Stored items
· · · · ·
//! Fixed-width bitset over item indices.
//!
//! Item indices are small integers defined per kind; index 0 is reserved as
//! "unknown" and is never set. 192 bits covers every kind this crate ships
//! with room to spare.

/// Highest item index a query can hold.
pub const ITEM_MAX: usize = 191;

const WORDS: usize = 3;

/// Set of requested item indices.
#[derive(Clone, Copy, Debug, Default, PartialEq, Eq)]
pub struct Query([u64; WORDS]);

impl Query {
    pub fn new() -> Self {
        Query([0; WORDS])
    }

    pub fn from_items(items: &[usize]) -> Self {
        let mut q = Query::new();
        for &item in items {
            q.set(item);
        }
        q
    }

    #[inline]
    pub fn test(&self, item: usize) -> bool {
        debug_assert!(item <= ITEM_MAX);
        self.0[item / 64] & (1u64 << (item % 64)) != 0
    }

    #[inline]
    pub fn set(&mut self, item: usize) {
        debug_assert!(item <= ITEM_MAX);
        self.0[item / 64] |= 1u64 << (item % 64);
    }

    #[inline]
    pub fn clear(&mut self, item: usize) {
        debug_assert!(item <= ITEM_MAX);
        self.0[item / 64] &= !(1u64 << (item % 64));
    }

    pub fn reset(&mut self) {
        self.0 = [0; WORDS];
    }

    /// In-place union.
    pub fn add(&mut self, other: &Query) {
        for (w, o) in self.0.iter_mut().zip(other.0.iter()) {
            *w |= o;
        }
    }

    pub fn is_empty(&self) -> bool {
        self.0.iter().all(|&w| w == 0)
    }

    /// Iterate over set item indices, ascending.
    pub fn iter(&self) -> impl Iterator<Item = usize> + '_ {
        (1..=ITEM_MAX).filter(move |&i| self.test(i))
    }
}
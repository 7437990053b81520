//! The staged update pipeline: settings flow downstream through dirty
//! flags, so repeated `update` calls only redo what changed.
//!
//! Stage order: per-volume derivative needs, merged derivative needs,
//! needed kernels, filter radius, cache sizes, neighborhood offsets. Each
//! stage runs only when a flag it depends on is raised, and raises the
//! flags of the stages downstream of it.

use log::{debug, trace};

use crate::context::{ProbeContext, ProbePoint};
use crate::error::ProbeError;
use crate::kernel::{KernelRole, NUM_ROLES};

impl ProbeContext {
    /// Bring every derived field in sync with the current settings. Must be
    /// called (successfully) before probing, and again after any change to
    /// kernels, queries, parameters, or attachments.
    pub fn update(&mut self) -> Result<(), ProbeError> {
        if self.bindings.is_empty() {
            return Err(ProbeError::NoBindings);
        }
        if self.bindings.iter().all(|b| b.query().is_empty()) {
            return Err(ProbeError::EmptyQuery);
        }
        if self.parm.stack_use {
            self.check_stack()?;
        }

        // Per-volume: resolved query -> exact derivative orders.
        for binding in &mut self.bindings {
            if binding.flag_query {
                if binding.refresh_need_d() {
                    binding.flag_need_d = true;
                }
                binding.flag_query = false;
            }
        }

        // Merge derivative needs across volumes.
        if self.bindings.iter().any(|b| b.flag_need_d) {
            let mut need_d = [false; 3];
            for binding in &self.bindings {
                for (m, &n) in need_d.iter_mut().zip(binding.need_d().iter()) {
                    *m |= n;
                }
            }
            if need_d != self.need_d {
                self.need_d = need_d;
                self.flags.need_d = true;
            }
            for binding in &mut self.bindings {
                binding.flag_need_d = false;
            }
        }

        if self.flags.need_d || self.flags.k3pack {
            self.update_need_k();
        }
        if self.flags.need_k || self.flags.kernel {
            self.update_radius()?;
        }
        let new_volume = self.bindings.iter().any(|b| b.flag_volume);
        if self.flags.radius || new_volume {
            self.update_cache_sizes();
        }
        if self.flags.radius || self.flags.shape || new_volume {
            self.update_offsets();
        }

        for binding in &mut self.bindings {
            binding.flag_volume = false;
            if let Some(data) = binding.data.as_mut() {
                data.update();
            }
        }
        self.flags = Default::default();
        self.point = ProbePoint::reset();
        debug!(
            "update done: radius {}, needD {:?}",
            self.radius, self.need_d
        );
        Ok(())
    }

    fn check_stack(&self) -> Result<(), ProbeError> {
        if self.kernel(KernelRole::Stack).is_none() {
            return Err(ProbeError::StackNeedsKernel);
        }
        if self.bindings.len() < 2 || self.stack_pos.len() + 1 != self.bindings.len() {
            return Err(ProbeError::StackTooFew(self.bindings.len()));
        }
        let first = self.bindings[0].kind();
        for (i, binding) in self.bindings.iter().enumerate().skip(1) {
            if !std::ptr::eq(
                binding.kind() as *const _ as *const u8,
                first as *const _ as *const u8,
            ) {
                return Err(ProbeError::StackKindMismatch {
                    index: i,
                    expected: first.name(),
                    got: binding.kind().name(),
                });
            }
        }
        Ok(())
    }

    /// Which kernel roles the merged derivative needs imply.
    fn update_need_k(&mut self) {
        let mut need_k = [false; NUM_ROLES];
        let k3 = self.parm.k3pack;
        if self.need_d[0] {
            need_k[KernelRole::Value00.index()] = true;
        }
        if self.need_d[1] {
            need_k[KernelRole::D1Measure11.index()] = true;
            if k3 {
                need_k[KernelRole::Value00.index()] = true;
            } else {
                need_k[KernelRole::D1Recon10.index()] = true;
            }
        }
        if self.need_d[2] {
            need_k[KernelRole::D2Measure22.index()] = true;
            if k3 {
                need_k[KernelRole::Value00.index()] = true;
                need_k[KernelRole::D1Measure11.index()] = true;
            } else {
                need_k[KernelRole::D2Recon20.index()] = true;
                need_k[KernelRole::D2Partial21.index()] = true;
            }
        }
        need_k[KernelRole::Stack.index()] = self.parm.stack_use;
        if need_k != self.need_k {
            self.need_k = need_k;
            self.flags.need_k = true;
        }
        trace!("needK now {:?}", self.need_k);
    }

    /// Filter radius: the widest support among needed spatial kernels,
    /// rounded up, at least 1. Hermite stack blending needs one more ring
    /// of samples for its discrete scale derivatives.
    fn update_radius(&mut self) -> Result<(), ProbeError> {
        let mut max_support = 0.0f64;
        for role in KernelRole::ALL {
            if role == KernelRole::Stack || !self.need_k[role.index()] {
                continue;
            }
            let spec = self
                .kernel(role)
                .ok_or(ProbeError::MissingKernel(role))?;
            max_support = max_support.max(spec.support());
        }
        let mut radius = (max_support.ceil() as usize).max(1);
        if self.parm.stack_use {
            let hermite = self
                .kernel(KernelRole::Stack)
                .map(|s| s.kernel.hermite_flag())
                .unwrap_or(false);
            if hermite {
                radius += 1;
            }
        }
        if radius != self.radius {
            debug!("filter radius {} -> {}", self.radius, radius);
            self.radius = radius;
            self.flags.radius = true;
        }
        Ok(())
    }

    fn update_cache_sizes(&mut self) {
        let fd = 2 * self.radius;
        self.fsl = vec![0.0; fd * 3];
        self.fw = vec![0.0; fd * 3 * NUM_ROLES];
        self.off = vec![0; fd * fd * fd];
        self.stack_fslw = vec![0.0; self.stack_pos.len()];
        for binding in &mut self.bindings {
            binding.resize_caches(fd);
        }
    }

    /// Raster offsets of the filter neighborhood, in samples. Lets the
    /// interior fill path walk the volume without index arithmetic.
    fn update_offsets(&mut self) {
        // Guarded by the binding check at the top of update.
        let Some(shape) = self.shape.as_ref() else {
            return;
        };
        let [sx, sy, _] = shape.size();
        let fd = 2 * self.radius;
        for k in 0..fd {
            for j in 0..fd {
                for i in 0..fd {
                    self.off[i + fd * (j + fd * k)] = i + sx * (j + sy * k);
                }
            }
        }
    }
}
· · · · ·
### WORK REQUEST
Would you please filter the lines above and copy every one that includes "reset"?

### RESPONSE AREA
    pub fn reset(&mut self) {
        self.point = ProbePoint::reset();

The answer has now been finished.